Este cántaro en el verano era sustituido por otro de poroso barro, y ostentaba, sobre su boca, una descomunal y limpia jarra de fabricación rambleña.

Al lado del cántaro aparecía la urnita de cristal con los azucarillos o bolados como los llamaba el vulgo.

Y en los diversos cajones del mostrador se encerraba, además de las esportillas del dinero, los cartuchos de café, el te y el azúcar, las pastillas de almendra para los refrescos y los paños destinados a la limpieza.

Los aguaduchos más antiguos, los más clásicos, digámoslo así, y los que hacían mayor negocio eran los instalados en el Arco alto de la Plaza Mayor, en la plaza del Salvador, en la de las Tendillas, en el paseo de la Victoria y en la carrera del Pretorio.

Por la mañana los dos primeros estaban concurridísimos; al del Arco alto acudían las despenseras para calentar el estómago con el medio café y al de la plaza del Salvador los hombres de campo para matar el gusanillo con la chicuela de aguardiente.

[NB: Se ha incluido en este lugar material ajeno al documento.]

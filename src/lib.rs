//! # NVCombo - LTE carrier-aggregation NV item codec
//!
//! Reads and writes the binary NV item that lists a modem's supported
//! LTE carrier-aggregation combinations, and works with those combos as
//! text.
//!
//! ## Key Features
//!
//! - **Resilient decoding**: a bad descriptor stops the walk, not the result
//! - **Three grouping strategies**: preserve original, auto-detect, fixed width
//! - **Validation**: device profiles with CC, uplink and band-mix limits
//! - **Transparent zlib**: compressed items are inflated on read
//!
//! ## Quick Start
//!
//! ```rust
//! use nvcombo::{decode, Combo, Encoder, EncoderConfig};
//!
//! // Parse combos from text
//! let combos: Vec<Combo> = ["3A4A-7C2", "1A2-3A2A"]
//!     .iter()
//!     .map(|t| t.parse().unwrap())
//!     .collect();
//!
//! // Encode with the default (auto-detect) strategy
//! let output = Encoder::new().encode_combos(&combos).unwrap();
//!
//! // Decode, edit, and re-encode with the original grouping
//! let decoded = decode(&output.bytes).unwrap();
//! assert_eq!(decoded.combos.len(), 2);
//!
//! let encoder = Encoder::with_config(EncoderConfig::preserving(&decoded));
//! let again = encoder.encode(&decoded.combos, Some(&decoded.groups)).unwrap();
//! assert_eq!(again.bytes, output.bytes);
//! ```
//!
//! ## Modules
//!
//! - [`band`]: E-UTRA band table and duplex modes
//! - [`combo`]: Carriers, combos and the text grammar
//! - [`validator`]: Device profiles and combo validation
//! - [`protocol`]: Descriptor layouts and wire format
//! - [`decoder`]: Stream decoding
//! - [`encoder`]: Stream encoding
//! - [`compression`]: zlib detection and inflate/deflate
//! - [`metrics`]: Descriptor and compression statistics

// Modules
pub mod band;
pub mod combo;
pub mod compression;
pub mod decoder;
pub mod encoder;
pub mod error;
pub mod metrics;
pub mod protocol;
pub mod validator;

// Re-exports for convenient access
pub use band::{BandInfo, BandMix, DuplexMode};
pub use combo::{parse_combo_list, parse_combo_string, BandClass, Carrier, Combo, ComboList};
pub use decoder::{decode, DecodeOutput, Decoder, DecoderConfig};
pub use encoder::{
    encode, EncodeOutput, EncodeWarning, Encoder, EncoderConfig, GroupingStrategy,
    DEFAULT_FORMAT_VERSION,
};
pub use error::{CompressionError, DecodeError, EncodeError, NvError, ParseError, Result};
pub use metrics::{CompressionStats, DescriptorStats};
pub use protocol::{ComboEntry, DescriptorGroup, DescriptorKind, DescriptorWidth, Origin};
pub use validator::{
    validate_combo, DeviceProfile, IssueCode, ValidationIssue, ValidationLimits, ValidationReport,
};

/// Library version
pub const VERSION: &str = env!("CARGO_PKG_VERSION");

#[cfg(test)]
mod tests {
    use super::*;

    #[test]
    fn test_version() {
        assert!(!VERSION.is_empty());
    }

    #[test]
    fn test_basic_roundtrip() {
        let combos: Vec<Combo> = ["3A4A-7C2", "3A4-7C2A", "20A2"]
            .iter()
            .map(|t| t.parse().unwrap())
            .collect();
        let output = encode(&combos).unwrap();
        let decoded = decode(&output.bytes).unwrap();

        assert!(decoded.is_complete());
        assert_eq!(decoded.format_version, DEFAULT_FORMAT_VERSION);
        assert_eq!(decoded.declared_descriptor_count, output.descriptor_count);

        let mut texts: Vec<String> = decoded.combos.iter().map(|e| e.to_string()).collect();
        texts.sort();
        assert_eq!(texts, vec!["20A2", "3A4-7C2A", "3A4A-7C2"]);
    }

    #[test]
    fn test_preserve_is_idempotent() {
        let list = parse_combo_list("1A2A-3A2\n3A2-7A2A\n3A2A-7A2\n41C4\n");
        let first = encode(&list.combos).unwrap();
        let decoded = decode(&first.bytes).unwrap();

        let encoder = Encoder::with_config(EncoderConfig::preserving(&decoded));
        let second = encoder
            .encode(&decoded.combos, Some(&decoded.groups))
            .unwrap();
        assert_eq!(second.bytes, first.bytes);
    }
}
impl<'a> ByteReader<'a> {
    /// Create a reader at offset 0
    pub fn new(data: &'a [u8]) -> Self {
        Self { data, pos: 0 }
    }

    /// Current offset
    pub fn offset(&self) -> usize {
        self.pos
    }

    /// Bytes left
    pub fn remaining(&self) -> usize {
        self.data.len() - self.pos
    }

    /// Check if the cursor reached the end
    pub fn is_empty(&self) -> bool {
        self.remaining() == 0
    }

    fn take(&mut self, n: usize) -> Result<&'a [u8], DecodeError> {
        if self.remaining() < n {
            return Err(DecodeError::UnexpectedEndOfFile {
                offset: self.pos,
                needed: n,
                available: self.remaining(),
            });
        }
        let bytes = &self.data[self.pos..self.pos + n];
        self.pos += n;
        Ok(bytes)
    }

    pub fn read_u8(&mut self) -> Result<u8, DecodeError> {
        Ok(self.take(1)?[0])
    }

    pub fn read_u16_le(&mut self) -> Result<u16, DecodeError> {
        let bytes = self.take(2)?;
        Ok(u16::from_le_bytes([bytes[0], bytes[1]]))
    }

    pub fn read_bytes(&mut self, n: usize) -> Result<&'a [u8], DecodeError> {
        self.take(n)
    }

    pub fn skip(&mut self, n: usize) -> Result<(), DecodeError> {
        self.take(n).map(|_| ())
    }
}

/// Little-endian writer over a pre-sized buffer
#[derive(Debug, Clone, Default)]
pub struct ByteWriter {
    buf: Vec<u8>,
}
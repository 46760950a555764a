//! Metrics for NVCombo streams
//!
//! This module provides per-tag descriptor counters and compression
//! statistics reported by the decoder and encoder.

use crate::protocol::DescriptorKind;
use std::collections::BTreeMap;

#[cfg(feature = "serde")]
use serde::{Deserialize, Serialize};

/// Descriptor counts per tag
#[derive(Debug, Clone, Default, PartialEq, Eq)]
#[cfg_attr(feature = "serde", derive(Serialize, Deserialize))]
pub struct DescriptorStats {
    counts: BTreeMap<u16, u64>,
}

impl DescriptorStats {
    /// Create a collector with every known tag at zero
    pub fn new() -> Self {
        Self {
            counts: DescriptorKind::ALL.iter().map(|k| (k.tag(), 0)).collect(),
        }
    }

    /// Record one descriptor
    pub fn record(&mut self, kind: DescriptorKind) {
        *self.counts.entry(kind.tag()).or_insert(0) += 1;
    }

    /// Count for one kind
    pub fn count(&self, kind: DescriptorKind) -> u64 {
        self.counts.get(&kind.tag()).copied().unwrap_or(0)
    }

    /// Counts keyed by tag, in tag order
    pub fn counts(&self) -> &BTreeMap<u16, u64> {
        &self.counts
    }

    /// Total descriptors recorded
    pub fn total(&self) -> u64 {
        self.counts.values().sum()
    }

    /// DL headers recorded
    pub fn dl_headers(&self) -> u64 {
        DescriptorKind::ALL
            .iter()
            .filter(|k| k.is_dl_header())
            .map(|k| self.count(*k))
            .sum()
    }

    /// Uplink records recorded
    pub fn ul_records(&self) -> u64 {
        self.total() - self.dl_headers()
    }

    /// Reset all counters
    pub fn reset(&mut self) {
        *self = Self::new();
    }

    /// Generate a human-readable report
    pub fn report(&self) -> String {
        let mut report = String::new();

        report.push_str("=== NV Descriptor Statistics ===\n\n");
        report.push_str(&format!("DL headers: {}\n", self.dl_headers()));
        report.push_str(&format!("UL records: {}\n\n", self.ul_records()));

        let total = self.total();
        for (tag, count) in &self.counts {
            let percent = if total > 0 {
                (*count as f64 / total as f64) * 100.0
            } else {
                0.0
            };
            report.push_str(&format!("  {}: {} ({:.1}%)\n", tag, count, percent));
        }

        report
    }
}

/// Sizes around a compression step
#[derive(Debug, Clone, Copy, PartialEq, Eq)]
#[cfg_attr(feature = "serde", derive(Serialize, Deserialize))]
pub struct CompressionStats {
    /// Uncompressed descriptor stream size
    pub raw_bytes: usize,
    /// zlib stream size
    pub compressed_bytes: usize,
}

impl CompressionStats {
    pub fn new(raw_bytes: usize, compressed_bytes: usize) -> Self {
        Self {
            raw_bytes,
            compressed_bytes,
        }
    }

    /// Calculate compression ratio (higher = better)
    /// Returns raw_size / compressed_size
    pub fn compression_ratio(&self) -> f64 {
        if self.compressed_bytes == 0 {
            return 1.0;
        }
        self.raw_bytes as f64 / self.compressed_bytes as f64
    }

    /// Calculate space savings percentage
    /// Returns (1 - compressed/raw) * 100
    pub fn space_savings_percent(&self) -> f64 {
        if self.raw_bytes == 0 {
            return 0.0;
        }
        (1.0 - (self.compressed_bytes as f64 / self.raw_bytes as f64)) * 100.0
    }
}

#[cfg(test)]
mod tests {
    use super::*;

    #[test]
    fn test_stats_start_at_zero() {
        let stats = DescriptorStats::new();
        assert_eq!(stats.counts().len(), 6);
        assert_eq!(stats.total(), 0);
    }

    #[test]
    fn test_record() {
        let mut stats = DescriptorStats::new();
        stats.record(DescriptorKind::DlNarrow);
        stats.record(DescriptorKind::UlNarrow);
        stats.record(DescriptorKind::UlNarrow);
        stats.record(DescriptorKind::DlWide);

        assert_eq!(stats.count(DescriptorKind::UlNarrow), 2);
        assert_eq!(stats.dl_headers(), 2);
        assert_eq!(stats.ul_records(), 2);

        let report = stats.report();
        assert!(report.contains("138: 2 (50.0%)"));

        stats.reset();
        assert_eq!(stats.total(), 0);
    }

    #[test]
    fn test_compression_ratio() {
        let stats = CompressionStats::new(1000, 250);
        assert!((stats.compression_ratio() - 4.0).abs() < 0.001);
        assert!((stats.space_savings_percent() - 75.0).abs() < 0.001);

        assert_eq!(CompressionStats::new(0, 0).compression_ratio(), 1.0);
        assert_eq!(CompressionStats::new(0, 0).space_savings_percent(), 0.0);
    }
}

Durante las siestas y tardes del estío pocas personas pasaban por la plaza de las Tendillas que no se detuvieran en el aguaducho a fin de apagar la sed con una exquisita horchata de almendra o un vaso de agua endulzada por un azucarillo.

Casi todos los viajeros que llegaban en los trenes hacían su primer parada, para tomar una copa, en el aguaducho del Pretorio y el dueño del situado en el paseo de la Victoria tenía que multiplicarse para atender a todos sus parroquianos los domingos y días festivos.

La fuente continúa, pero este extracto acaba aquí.